- TASK OBJECTIVE: Retype every record that appears below, unchanged.

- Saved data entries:
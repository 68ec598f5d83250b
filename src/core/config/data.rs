use std::path::{Path, PathBuf};
use std::time::Duration;

use serde::{Deserialize, Serialize};
use tracing::warn;

use super::io::ConfigError;
use crate::core::controller::ControllerSettings;
use crate::core::progress::DEFAULT_TICK_INTERVAL;
use crate::ui::renderer::RendererKind;
use crate::ui::view::OutputFormat;
use crate::utils::url::{canonical_server_url, normalize_base_url};

pub const DEFAULT_SERVER_URL: &str = "http://127.0.0.1:8000";
pub const SERVER_URL_ENV_VAR: &str = "BLUECHAT_SERVER_URL";

/// Settings stored in `config.toml`. Unset keys fall back to defaults.
#[derive(Debug, Clone, PartialEq, Eq, Default, Serialize, Deserialize)]
#[serde(default)]
pub struct Config {
    #[serde(skip_serializing_if = "Option::is_none")]
    pub server_url: Option<String>,
    #[serde(skip_serializing_if = "Option::is_none")]
    pub renderer: Option<RendererKind>,
    #[serde(skip_serializing_if = "Option::is_none")]
    pub show_tool_details: Option<bool>,
    #[serde(skip_serializing_if = "Option::is_none")]
    pub progress_tick_ms: Option<u64>,
    #[serde(skip_serializing_if = "Option::is_none")]
    pub output: Option<OutputFormat>,
}

#[derive(Debug, Clone, Copy, PartialEq, Eq)]
pub enum ConfigKey {
    ServerUrl,
    Renderer,
    ShowToolDetails,
    ProgressTickMs,
    Output,
}

impl ConfigKey {
    pub const ALL: [ConfigKey; 5] = [
        ConfigKey::ServerUrl,
        ConfigKey::Renderer,
        ConfigKey::ShowToolDetails,
        ConfigKey::ProgressTickMs,
        ConfigKey::Output,
    ];

    pub fn as_str(self) -> &'static str {
        match self {
            ConfigKey::ServerUrl => "server_url",
            ConfigKey::Renderer => "renderer",
            ConfigKey::ShowToolDetails => "show_tool_details",
            ConfigKey::ProgressTickMs => "progress_tick_ms",
            ConfigKey::Output => "output",
        }
    }

    /// Accepts `snake_case` and `kebab-case` spellings.
    pub fn parse(name: &str) -> Result<Self, ConfigError> {
        let normalized = name.trim().replace('-', "_").to_ascii_lowercase();
        Self::ALL
            .into_iter()
            .find(|key| key.as_str() == normalized)
            .ok_or_else(|| ConfigError::UnknownKey(name.to_string()))
    }
}

impl Config {
    pub fn renderer_kind(&self) -> RendererKind {
        self.renderer.unwrap_or_default()
    }

    pub fn show_tool_details(&self) -> bool {
        self.show_tool_details.unwrap_or(true)
    }

    pub fn tick_interval(&self) -> Duration {
        self.progress_tick_ms
            .filter(|ms| *ms > 0)
            .map(Duration::from_millis)
            .unwrap_or(DEFAULT_TICK_INTERVAL)
    }

    pub fn output_format(&self) -> OutputFormat {
        self.output.unwrap_or_default()
    }

    pub fn controller_settings(&self) -> ControllerSettings {
        ControllerSettings {
            show_tool_details: self.show_tool_details(),
            tick_interval: self.tick_interval(),
        }
    }

    /// Server URL with precedence flag > environment > file > default.
    ///
    /// An address that does not parse is passed through trimmed so the first
    /// request reports it.
    pub fn resolve_server_url(&self, flag: Option<&str>, env: Option<String>) -> String {
        let chosen = flag
            .map(str::to_string)
            .or_else(|| env.filter(|value| !value.trim().is_empty()))
            .or_else(|| self.server_url.clone())
            .unwrap_or_else(|| DEFAULT_SERVER_URL.to_string());
        canonical_server_url(&chosen).unwrap_or_else(|err| {
            warn!(url = %chosen, error = %err, "server URL does not parse");
            normalize_base_url(&chosen)
        })
    }

    pub fn set(&mut self, key: ConfigKey, value: &str) -> Result<(), ConfigError> {
        let value = value.trim();
        let invalid = |expected: &str| ConfigError::InvalidValue {
            key: key.as_str().to_string(),
            value: value.to_string(),
            expected: expected.to_string(),
        };

        match key {
            ConfigKey::ServerUrl => {
                let url = canonical_server_url(value)
                    .map_err(|_| invalid("an http(s) URL such as http://127.0.0.1:8000"))?;
                self.server_url = Some(url);
            }
            ConfigKey::Renderer => {
                self.renderer =
                    Some(RendererKind::parse(value).ok_or_else(|| invalid("rich or fallback"))?);
            }
            ConfigKey::ShowToolDetails => {
                self.show_tool_details = Some(parse_bool(value).ok_or_else(|| invalid("on or off"))?);
            }
            ConfigKey::ProgressTickMs => {
                let ms = value
                    .parse::<u64>()
                    .ok()
                    .filter(|ms| *ms > 0)
                    .ok_or_else(|| invalid("a positive number of milliseconds"))?;
                self.progress_tick_ms = Some(ms);
            }
            ConfigKey::Output => {
                self.output = Some(OutputFormat::parse(value).ok_or_else(|| invalid("text or html"))?);
            }
        }
        Ok(())
    }

    pub fn unset(&mut self, key: ConfigKey) {
        match key {
            ConfigKey::ServerUrl => self.server_url = None,
            ConfigKey::Renderer => self.renderer = None,
            ConfigKey::ShowToolDetails => self.show_tool_details = None,
            ConfigKey::ProgressTickMs => self.progress_tick_ms = None,
            ConfigKey::Output => self.output = None,
        }
    }

    /// Effective value of `key` and whether it comes from the file.
    pub fn display_value(&self, key: ConfigKey) -> (String, bool) {
        match key {
            ConfigKey::ServerUrl => (
                self.server_url
                    .clone()
                    .unwrap_or_else(|| DEFAULT_SERVER_URL.to_string()),
                self.server_url.is_some(),
            ),
            ConfigKey::Renderer => (
                self.renderer_kind().as_str().to_string(),
                self.renderer.is_some(),
            ),
            ConfigKey::ShowToolDetails => (
                if self.show_tool_details() { "on" } else { "off" }.to_string(),
                self.show_tool_details.is_some(),
            ),
            ConfigKey::ProgressTickMs => (
                self.tick_interval().as_millis().to_string(),
                self.progress_tick_ms.is_some(),
            ),
            ConfigKey::Output => (
                self.output_format().as_str().to_string(),
                self.output.is_some(),
            ),
        }
    }

    pub fn describe(&self) -> String {
        ConfigKey::ALL
            .iter()
            .map(|key| {
                let (value, explicit) = self.display_value(*key);
                let suffix = if explicit { "" } else { " (default)" };
                format!("  {}: {value}{suffix}", key.as_str())
            })
            .collect::<Vec<_>>()
            .join("\n")
    }
}

fn parse_bool(value: &str) -> Option<bool> {
    match value.to_ascii_lowercase().as_str() {
        "on" | "true" | "yes" | "1" => Some(true),
        "off" | "false" | "no" | "0" => Some(false),
        _ => None,
    }
}

/// Display a path with the home directory shortened to `~`.
pub fn path_display<P: AsRef<Path>>(path: P) -> String {
    let path = path.as_ref();

    #[cfg(unix)]
    {
        if let Some(home) = std::env::var_os("HOME") {
            let home_path = PathBuf::from(home);
            if let Ok(relative) = path.strip_prefix(&home_path) {
                return format!("~/{}", relative.display());
            }
        }
    }

    path.display().to_string()
}
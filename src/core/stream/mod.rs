//! Incremental parsing of the chat event stream.
//!
//! Bytes flow through [`framer::EventFramer`] (blank-line framing),
//! [`decoder::decode_block`] (`event:`/`data:` fields), and
//! [`dispatcher::StreamDispatcher`] (turn side effects).

pub mod decoder;
pub mod dispatcher;
pub mod framer;

pub use decoder::{decode_block, WireEvent};
pub use dispatcher::{DispatchOutcome, EventKind, StreamDispatcher};
pub use framer::EventFramer;
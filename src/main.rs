fn main() {
    if let Err(err) = bluechat::cli::main() {
        eprintln!("❌ Error: {err}");
        std::process::exit(1);
    }
}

- RESPONSE TO THE TASK:
repository 68ec598f5d83250b
filename src/core/config/data.rs
use std::path::{Path, PathBuf};
use std::time::Duration;

use serde::{Deserialize, Serialize};
use tracing::warn;

use super::io::ConfigError;
use crate::core::controller::ControllerSettings;
use crate::core::progress::DEFAULT_TICK_INTERVAL;
use crate::ui::renderer::RendererKind;
use crate::ui::view::OutputFormat;
use crate::utils::url::{canonical_server_url, normalize_base_url};

pub const DEFAULT_SERVER_URL: &str = "http://127.0.0.1:8000";
pub const SERVER_URL_ENV_VAR: &str = "BLUECHAT_SERVER_URL";

/// Settings stored in `config.toml`. Unset keys fall back to defaults.
#[derive(Debug, Clone, PartialEq, Eq, Default, Serialize, Deserialize)]
#[serde(default)]
pub struct Config {
    #[serde(skip_serializing_if = "Option::is_none")]
    pub server_url: Option<String>,
    #[serde(skip_serializing_if = "Option::is_none")]
    pub renderer: Option<RendererKind>,
    #[serde(skip_serializing_if = "Option::is_none")]
    pub show_tool_details: Option<bool>,
    #[serde(skip_serializing_if = "Option::is_none")]
    pub progress_tick_ms: Option<u64>,
    #[serde(skip_serializing_if = "Option::is_none")]
    pub output: Option<OutputFormat>,
}

#[derive(Debug, Clone, Copy, PartialEq, Eq)]
pub enum ConfigKey {
    ServerUrl,
    Renderer,
    ShowToolDetails,
    ProgressTickMs,
    Output,
}

impl ConfigKey {
    pub const ALL: [ConfigKey; 5] = [
        ConfigKey::ServerUrl,
        ConfigKey::Renderer,
        ConfigKey::ShowToolDetails,
        ConfigKey::ProgressTickMs,
        ConfigKey::Output,
    ];

    pub fn as_str(self) -> &'static str {
        match self {
            ConfigKey::ServerUrl => "server_url",
            ConfigKey::Renderer => "renderer",
            ConfigKey::ShowToolDetails => "show_tool_details",
            ConfigKey::ProgressTickMs => "progress_tick_ms",
            ConfigKey::Output => "output",
        }
    }

    /// Accepts `snake_case` and `kebab-case` spellings.
    pub fn parse(name: &str) -> Result<Self, ConfigError> {
        let normalized = name.trim().replace('-', "_").to_ascii_lowercase();
        Self::ALL
            .into_iter()
            .find(|key| key.as_str() == normalized)
            .ok_or_else(|| ConfigError::UnknownKey(name.to_string()))
    }
}

impl Config {
    pub fn renderer_kind(&self) -> RendererKind {
        self.renderer.unwrap_or_default()
    }

    pub fn show_tool_details(&self) -> bool {
        self.show_tool_details.unwrap_or(true)
    }

    pub fn tick_interval(&self) -> Duration {
        self.progress_tick_ms
            .filter(|ms| *ms > 0)
            .map(Duration::from_millis)
            .unwrap_or(DEFAULT_TICK_INTERVAL)
    }

    pub fn output_format(&self) -> OutputFormat {
        self.output.unwrap_or_default()
    }

    pub fn controller_settings(&self) -> ControllerSettings {
        ControllerSettings {
            show_tool_details: self.show_tool_details(),
            tick_interval: self.tick_interval(),
        }
    }

    /// Server URL with precedence flag > environment > file > default.
    ///
    /// An address that does not parse is passed through trimmed so the first
    /// request reports it.
    pub fn resolve_server_url(&self, flag: Option<&str>, env: Option<String>) -> String {
        let chosen = flag
            .map(str::to_string)
            .or_else(|| env.filter(|value| !value.trim().is_empty()))
            .or_else(|| self.server_url.clone())
            .unwrap_or_else(|| DEFAULT_SERVER_URL.to_string());
        canonical_server_url(&chosen).unwrap_or_else(|err| {
            warn!(url = %chosen, error = %err, "server URL does not parse");
            normalize_base_url(&chosen)
        })
    }

    pub fn set(&mut self, key: ConfigKey, value: &str) -> Result<(), ConfigError> {
        let value = value.trim();
        let invalid = |expected: &str| ConfigError::InvalidValue {
            key: key.as_str().to_string(),
            value: value.to_string(),
            expected: expected.to_string(),
        };

        match key {
            ConfigKey::ServerUrl => {
                let url = canonical_server_url(value)
                    .map_err(|_| invalid("an http(s) URL such as http://127.0.0.1:8000"))?;
                self.server_url = Some(url);
            }
            ConfigKey::Renderer => {
                self.renderer =
                    Some(RendererKind::parse(value).ok_or_else(|| invalid("rich or fallback"))?);
            }
            ConfigKey::ShowToolDetails => {
                self.show_tool_details = Some(parse_bool(value).ok_or_else(|| invalid("on or off"))?);
            }
            ConfigKey::ProgressTickMs => {
                let ms = value
                    .parse::<u64>()
                    .ok()
                    .filter(|ms| *ms > 0)
                    .ok_or_else(|| invalid("a positive number of milliseconds"))?;
                self.progress_tick_ms = Some(ms);
            }
            ConfigKey::Output => {
                self.output = Some(OutputFormat::parse(value).ok_or_else(|| invalid("text or html"))?);
            }
        }
        Ok(())
    }

    pub fn unset(&mut self, key: ConfigKey) {
        match key {
            ConfigKey::ServerUrl => self.server_url = None,
            ConfigKey::Renderer => self.renderer = None,
            ConfigKey::ShowToolDetails => self.show_tool_details = None,
            ConfigKey::ProgressTickMs => self.progress_tick_ms = None,
            ConfigKey::Output => self.output = None,
        }
    }

    /// Effective value of `key` and whether it comes from the file.
    pub fn display_value(&self, key: ConfigKey) -> (String, bool) {
        match key {
            ConfigKey::ServerUrl => (
                self.server_url
                    .clone()
                    .unwrap_or_else(|| DEFAULT_SERVER_URL.to_string()),
                self.server_url.is_some(),
            ),
            ConfigKey::Renderer => (
                self.renderer_kind().as_str().to_string(),
                self.renderer.is_some(),
            ),
            ConfigKey::ShowToolDetails => (
                if self.show_tool_details() { "on" } else { "off" }.to_string(),
                self.show_tool_details.is_some(),
            ),
            ConfigKey::ProgressTickMs => (
                self.tick_interval().as_millis().to_string(),
                self.progress_tick_ms.is_some(),
            ),
            ConfigKey::Output => (
                self.output_format().as_str().to_string(),
                self.output.is_some(),
            ),
        }
    }

    pub fn describe(&self) -> String {
        ConfigKey::ALL
            .iter()
            .map(|key| {
                let (value, explicit) = self.display_value(*key);
                let suffix = if explicit { "" } else { " (default)" };
                format!("  {}: {value}{suffix}", key.as_str())
            })
            .collect::<Vec<_>>()
            .join("\n")
    }
}

fn parse_bool(value: &str) -> Option<bool> {
    match value.to_ascii_lowercase().as_str() {
        "on" | "true" | "yes" | "1" => Some(true),
        "off" | "false" | "no" | "0" => Some(false),
        _ => None,
    }
}

/// Display a path with the home directory shortened to `~`.
pub fn path_display<P: AsRef<Path>>(path: P) -> String {
    let path = path.as_ref();

    #[cfg(unix)]
    {
        if let Some(home) = std::env::var_os("HOME") {
            let home_path = PathBuf::from(home);
            if let Ok(relative) = path.strip_prefix(&home_path) {
                return format!("~/{}", relative.display());
            }
        }
    }

    path.display().to_string()
}
filename src/core/stream/mod.rs
//! Incremental parsing of the chat event stream.
//!
//! Bytes flow through [`framer::EventFramer`] (blank-line framing),
//! [`decoder::decode_block`] (`event:`/`data:` fields), and
//! [`dispatcher::StreamDispatcher`] (turn side effects).

pub mod decoder;
pub mod dispatcher;
pub mod framer;

pub use decoder::{decode_block, WireEvent};
pub use dispatcher::{DispatchOutcome, EventKind, StreamDispatcher};
pub use framer::EventFramer;
filename src/main.rs
fn main() {
    if let Err(err) = bluechat::cli::main() {
        eprintln!("❌ Error: {err}");
        std::process::exit(1);
    }
}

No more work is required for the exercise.